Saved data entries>
::::
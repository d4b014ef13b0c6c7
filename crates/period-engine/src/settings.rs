//! Formatting settings and per-call options.
//!
//! [`Settings`] is the read-only collaborator every formatting call consults:
//! default locale, timezone, week start, ordinal-suffix tables and any extra
//! locale data. [`FormatDateOptions`] overrides those defaults per call.

use std::collections::HashMap;
use std::fmt;
use std::str::FromStr;

use chrono_tz::Tz;
use serde::{Deserialize, Serialize};
use tracing::{debug, warn};

use crate::error::{DateError, Result};
use crate::locale::{language_of, LocaleData, OrdinalSuffixes, ENGLISH_SUFFIXES};
use crate::period::DayOfWeek;

// ── Variant ─────────────────────────────────────────────────────────────────

/// How much detail a period rendering carries.
#[derive(Debug, Clone, Copy, PartialEq, Eq, Hash, Default, Serialize, Deserialize)]
#[serde(rename_all = "lowercase")]
pub enum Variant {
    Short,
    #[default]
    Default,
    Long,
}

impl fmt::Display for Variant {
    fn fmt(&self, f: &mut fmt::Formatter<'_>) -> fmt::Result {
        match self {
            Variant::Short => write!(f, "short"),
            Variant::Default => write!(f, "default"),
            Variant::Long => write!(f, "long"),
        }
    }
}

impl FromStr for Variant {
    type Err = DateError;

    fn from_str(s: &str) -> std::result::Result<Self, Self::Err> {
        match s.trim().to_lowercase().as_str() {
            "short" => Ok(Variant::Short),
            "default" => Ok(Variant::Default),
            "long" => Ok(Variant::Long),
            _ => Err(DateError::InvalidSettings(format!(
                "unknown variant '{s}', expected short, default or long"
            ))),
        }
    }
}

// ── FormatDateOptions ───────────────────────────────────────────────────────

/// Per-call overrides for [`crate::format_date`] and [`crate::format_intl`].
#[derive(Debug, Clone, Default, PartialEq, Eq, Serialize, Deserialize)]
#[serde(default, rename_all = "camelCase")]
pub struct FormatDateOptions {
    pub variant: Variant,
    /// Locale tag; falls back to [`Settings::locale`].
    pub locale: Option<String>,
    /// Week start; falls back to [`Settings::week_starts_on`].
    pub week_starts_on: Option<DayOfWeek>,
    /// Ordinal suffixes keyed by locale tag, consulted before the settings tables.
    pub ordinal_suffixes: HashMap<String, OrdinalSuffixes>,
}

impl FormatDateOptions {
    pub fn variant(variant: Variant) -> Self {
        Self {
            variant,
            ..Self::default()
        }
    }

    pub fn with_locale(mut self, tag: impl Into<String>) -> Self {
        self.locale = Some(tag.into());
        self
    }

    pub fn with_week_start(mut self, day: DayOfWeek) -> Self {
        self.week_starts_on = Some(day);
        self
    }

    pub fn with_ordinal_suffixes(
        mut self,
        tag: impl Into<String>,
        suffixes: OrdinalSuffixes,
    ) -> Self {
        self.ordinal_suffixes.insert(tag.into(), suffixes);
        self
    }
}

// ── Settings ────────────────────────────────────────────────────────────────

/// Defaults shared by every formatting call.
///
/// Deserializes from JSON with every field optional:
///
/// ```
/// use period_engine::{DayOfWeek, Settings};
///
/// let settings = Settings::from_json(
///     r#"{ "locale": "fr", "timezone": "Europe/Paris", "weekStartsOn": "Monday" }"#,
/// ).unwrap();
/// assert_eq!(settings.locale, "fr");
/// assert_eq!(settings.week_starts_on, DayOfWeek::Monday);
/// ```
#[derive(Debug, Clone, PartialEq, Serialize, Deserialize)]
#[serde(default, rename_all = "camelCase")]
pub struct Settings {
    pub locale: String,
    pub timezone: Tz,
    pub week_starts_on: DayOfWeek,
    /// Ordinal suffixes keyed by locale tag.
    pub ordinal_suffixes: HashMap<String, OrdinalSuffixes>,
    /// Extra locale data keyed by tag; takes precedence over the built-ins.
    pub locales: HashMap<String, LocaleData>,
}

impl Default for Settings {
    fn default() -> Self {
        Self {
            locale: "en".to_string(),
            timezone: Tz::UTC,
            week_starts_on: DayOfWeek::Sunday,
            ordinal_suffixes: HashMap::from([("en".to_string(), OrdinalSuffixes::english())]),
            locales: HashMap::new(),
        }
    }
}

impl Settings {
    /// Parse settings from a JSON document.
    ///
    /// # Errors
    ///
    /// Returns [`DateError::InvalidSettings`] on malformed JSON, unknown
    /// timezone names or invalid locale data.
    pub fn from_json(json: &str) -> Result<Self> {
        serde_json::from_str(json).map_err(|e| DateError::InvalidSettings(e.to_string()))
    }

    /// Settings for the host: timezone from `TZ` or the system, locale from `LANG`.
    pub fn system() -> Self {
        let mut settings = Self {
            timezone: local_timezone(),
            ..Self::default()
        };
        if let Some(tag) = std::env::var("LANG").ok().and_then(|lang| locale_from_env(&lang)) {
            debug!("Using locale from LANG: {}", tag);
            settings.locale = tag;
        }
        settings
    }

    /// Replace the timezone with a validated IANA name.
    ///
    /// # Errors
    ///
    /// Returns [`DateError::InvalidTimezone`] if `name` is not a known IANA timezone.
    pub fn with_timezone(mut self, name: &str) -> Result<Self> {
        self.timezone = parse_timezone(name)?;
        Ok(self)
    }

    pub fn with_locale(mut self, tag: impl Into<String>) -> Self {
        self.locale = tag.into();
        self
    }

    pub fn with_week_start(mut self, day: DayOfWeek) -> Self {
        self.week_starts_on = day;
        self
    }

    /// Locale data for `tag`: registered data, then built-ins, each tried on
    /// the full tag and then the language subtag. Unknown tags fall back to
    /// English.
    pub fn locale_data(&self, tag: &str) -> &LocaleData {
        self.find_locale(tag).unwrap_or_else(|| {
            warn!("No locale data for '{}', falling back to en", tag);
            LocaleData::fallback()
        })
    }

    /// Like [`Settings::locale_data`] but without the English fallback.
    ///
    /// # Errors
    ///
    /// Returns [`DateError::UnknownLocale`] when neither registered nor built-in data matches.
    pub fn require_locale(&self, tag: &str) -> Result<&LocaleData> {
        self.find_locale(tag)
            .ok_or_else(|| DateError::UnknownLocale(format!("'{tag}'")))
    }

    fn find_locale(&self, tag: &str) -> Option<&LocaleData> {
        self.locales
            .get(tag)
            .or_else(|| self.locales.get(language_of(tag)))
            .or_else(|| LocaleData::builtin(tag))
    }

    /// The locale tag in effect for a call.
    pub fn active_locale<'a>(&'a self, options: &'a FormatDateOptions) -> &'a str {
        options.locale.as_deref().unwrap_or(&self.locale)
    }

    /// The week start in effect for a call.
    pub fn week_starts_on(&self, options: &FormatDateOptions) -> DayOfWeek {
        options.week_starts_on.unwrap_or(self.week_starts_on)
    }

    /// Ordinal suffixes for `tag`.
    ///
    /// Lookup order: call options for the tag, settings for the tag, then the
    /// same two tables for the language subtag, then English.
    pub fn ordinal_suffixes<'a>(
        &'a self,
        tag: &str,
        options: &'a FormatDateOptions,
    ) -> &'a OrdinalSuffixes {
        let language = language_of(tag);
        [tag, language]
            .into_iter()
            .find_map(|key| {
                options
                    .ordinal_suffixes
                    .get(key)
                    .or_else(|| self.ordinal_suffixes.get(key))
            })
            .unwrap_or(&*ENGLISH_SUFFIXES)
    }
}

/// Parse an IANA timezone string into `Tz`.
pub(crate) fn parse_timezone(s: &str) -> Result<Tz> {
    s.parse::<Tz>()
        .map_err(|_| DateError::InvalidTimezone(format!("'{}'", s)))
}

/// Detect the host timezone: `TZ` first, then the system setting, then UTC.
fn local_timezone() -> Tz {
    if let Some(tz) = std::env::var("TZ").ok().and_then(|s| s.parse::<Tz>().ok()) {
        debug!("Using timezone from TZ environment variable: {}", tz.name());
        return tz;
    }

    match iana_time_zone::get_timezone() {
        Ok(name) => match name.parse::<Tz>() {
            Ok(tz) => {
                debug!("Using system timezone from iana-time-zone: {}", name);
                tz
            }
            Err(_) => {
                debug!("Could not parse system timezone '{}', falling back to UTC", name);
                Tz::UTC
            }
        },
        Err(e) => {
            debug!("Could not detect local timezone: {:?}, falling back to UTC", e);
            Tz::UTC
        }
    }
}

/// Turn a POSIX locale (`fr_FR.UTF-8`) into a BCP 47 tag (`fr-FR`).
fn locale_from_env(lang: &str) -> Option<String> {
    let base = lang.split(['.', '@']).next()?.trim();
    if base.is_empty() || base == "C" || base == "POSIX" {
        return None;
    }
    Some(base.replace('_', "-"))
}

// ── Tests ───────────────────────────────────────────────────────────────────
//! period - calendar period resolution and locale-aware date formatting

mod cli;

use anyhow::{Context, Result};
use clap::Parser;
use period_engine::convert::DateInput;
use period_engine::{
    local_to_utc_date, month_days_by_week, resolve_period, to_iso_string, try_format_date,
    try_format_intl, utc_to_local_date, FormatDateOptions, Settings,
};
use tracing::debug;
use tracing_subscriber::{layer::SubscriberExt, util::SubscriberInitExt};

use crate::cli::{Cli, Command};

/// Build settings from the settings file (or the host), then apply flag overrides.
fn load_settings(cli: &Cli) -> Result<Settings> {
    let mut settings = match &cli.settings {
        Some(path) => {
            let json = std::fs::read_to_string(path)
                .with_context(|| format!("Failed to read settings file {}", path.display()))?;
            Settings::from_json(&json)
                .with_context(|| format!("Failed to parse settings file {}", path.display()))?
        }
        None => Settings::system(),
    };

    if let Some(tag) = &cli.locale {
        settings = settings.with_locale(tag.as_str());
    }
    if let Some(name) = &cli.timezone {
        settings = settings.with_timezone(name)?;
    }
    if let Some(day) = cli.week_start {
        settings = settings.with_week_start(day);
    }

    debug!(
        "Settings: locale={} timezone={} week_starts_on={:?}",
        settings.locale,
        settings.timezone.name(),
        settings.week_starts_on
    );
    Ok(settings)
}

/// Resolve a CLI date argument to its wall clock in the settings timezone.
fn local_datetime(settings: &Settings, date: &str) -> Result<chrono::NaiveDateTime> {
    DateInput::from(date)
        .resolve(&settings.timezone)
        .with_context(|| format!("Could not parse date '{date}'"))
}

fn main() -> Result<()> {
    let cli = Cli::parse();

    let filter = if cli.verbose {
        tracing_subscriber::EnvFilter::new("period_engine=debug,period=debug")
    } else {
        tracing_subscriber::EnvFilter::try_from_default_env()
            .unwrap_or_else(|_| tracing_subscriber::EnvFilter::new("warn"))
    };
    tracing_subscriber::registry()
        .with(filter)
        .with(tracing_subscriber::fmt::layer().with_writer(std::io::stderr))
        .init();

    let settings = load_settings(&cli)?;
    let options = FormatDateOptions::default();

    match &cli.command {
        Command::Format {
            date,
            period,
            variant,
        } => {
            let options = FormatDateOptions::variant(*variant);
            let text = try_format_date(&settings, date.as_str(), *period, &options)
                .with_context(|| format!("Failed to format '{date}'"))?;
            println!("{text}");
        }
        Command::Intl { date, pattern } => {
            let text = try_format_intl(&settings, date.as_str(), pattern.as_str(), &options)
                .with_context(|| format!("Failed to format '{date}' with '{pattern}'"))?;
            println!("{text}");
        }
        Command::Range { date, period } => {
            let local = local_datetime(&settings, date)?;
            let resolved = resolve_period(local, *period, settings.week_starts_on(&options))
                .with_context(|| format!("{period} containing '{date}' is out of range"))?;
            println!("{} {}", resolved.start(), resolved.end());
        }
        Command::Grid { date } => {
            let local = local_datetime(&settings, date)?;
            for row in month_days_by_week(local.date(), settings.week_starts_on(&options)) {
                let line: Vec<String> = row.iter().map(ToString::to_string).collect();
                println!("{}", line.join(" "));
            }
        }
        Command::ToUtc { datetime } => {
            let shifted = local_to_utc_date(datetime.as_str(), &settings.timezone)?;
            println!("{}", to_iso_string(&shifted));
        }
        Command::ToLocal { datetime } => {
            let shifted = utc_to_local_date(datetime.as_str(), &settings.timezone)?;
            println!("{}", to_iso_string(&shifted));
        }
    }

    Ok(())
}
::::
Problem description>
Show every line of the records above that contains the word "InvalidTimezone".

Task solution>
    /// Returns [`DateError::InvalidTimezone`] if `name` is not a known IANA timezone.
        .map_err(|_| DateError::InvalidTimezone(format!("'{}'", s)))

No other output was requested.